Collected data entries:
::::::::
//! In-process fake transport for unit tests
//!
//! [`FakeTransport`] records every request it is asked to send and answers
//! with responses queued ahead of time, in order. Sending with an empty
//! queue is an error, which makes "no network call was made" and "no
//! further call was made" easy to assert.
//!
//! # Example
//!
//! ```ignore
//! let transport = FakeTransport::new();
//! transport.push_json(200, serde_json::json!({"ok": true}));
//! // ... drive code under test ...
//! assert_eq!(transport.requests().len(), 1);
//! ```

use std::collections::VecDeque;
use std::sync::Mutex;

use crate::error::{Result, WebstoreError};
use crate::transport::{HttpRequest, HttpResponse, HttpTransport};

#[derive(Debug, Default)]
pub struct FakeTransport {
    responses: Mutex<VecDeque<HttpResponse>>,
    requests: Mutex<Vec<HttpRequest>>,
}

impl FakeTransport {
    pub fn new() -> Self {
        Self::default()
    }

    /// Queues a raw response.
    pub fn push_response(&self, status: u16, body: impl Into<Vec<u8>>) {
        self.responses
            .lock()
            .expect("fake transport lock poisoned")
            .push_back(HttpResponse::new(status, body));
    }

    /// Queues a JSON response.
    pub fn push_json(&self, status: u16, body: serde_json::Value) {
        self.push_response(status, body.to_string());
    }

    /// Snapshot of every request sent so far.
    pub fn requests(&self) -> Vec<HttpRequest> {
        self.requests
            .lock()
            .expect("fake transport lock poisoned")
            .clone()
    }
}

#[async_trait::async_trait]
impl HttpTransport for FakeTransport {
    async fn send(&self, request: HttpRequest) -> Result<HttpResponse> {
        self.requests
            .lock()
            .expect("fake transport lock poisoned")
            .push(request.clone());

        self.responses
            .lock()
            .expect("fake transport lock poisoned")
            .pop_front()
            .ok_or_else(|| {
                WebstoreError::Config(format!(
                    "fake transport has no response queued for {} {}",
                    request.method, request.url
                ))
                .into()
            })
    }
}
::::::::
• [Assignment] Could you set down each entry above word for word?

• [Answer to this problem]
//! In-process fake transport for unit tests
//!
//! [`FakeTransport`] records every request it is asked to send and answers
//! with responses queued ahead of time, in order. Sending with an empty
//! queue is an error, which makes "no network call was made" and "no
//! further call was made" easy to assert.
//!
//! # Example
//!
//! ```ignore
//! let transport = FakeTransport::new();
//! transport.push_json(200, serde_json::json!({"ok": true}));
//! // ... drive code under test ...
//! assert_eq!(transport.requests().len(), 1);
//! ```

use std::collections::VecDeque;
use std::sync::Mutex;

use crate::error::{Result, WebstoreError};
use crate::transport::{HttpRequest, HttpResponse, HttpTransport};

#[derive(Debug, Default)]
pub struct FakeTransport {
    responses: Mutex<VecDeque<HttpResponse>>,
    requests: Mutex<Vec<HttpRequest>>,
}

impl FakeTransport {
    pub fn new() -> Self {
        Self::default()
    }

    /// Queues a raw response.
    pub fn push_response(&self, status: u16, body: impl Into<Vec<u8>>) {
        self.responses
            .lock()
            .expect("fake transport lock poisoned")
            .push_back(HttpResponse::new(status, body));
    }

    /// Queues a JSON response.
    pub fn push_json(&self, status: u16, body: serde_json::Value) {
        self.push_response(status, body.to_string());
    }

    /// Snapshot of every request sent so far.
    pub fn requests(&self) -> Vec<HttpRequest> {
        self.requests
            .lock()
            .expect("fake transport lock poisoned")
            .clone()
    }
}

#[async_trait::async_trait]
impl HttpTransport for FakeTransport {
    async fn send(&self, request: HttpRequest) -> Result<HttpResponse> {
        self.requests
            .lock()
            .expect("fake transport lock poisoned")
            .push(request.clone());

        self.responses
            .lock()
            .expect("fake transport lock poisoned")
            .pop_front()
            .ok_or_else(|| {
                WebstoreError::Config(format!(
                    "fake transport has no response queued for {} {}",
                    request.method, request.url
                ))
                .into()
            })
    }
}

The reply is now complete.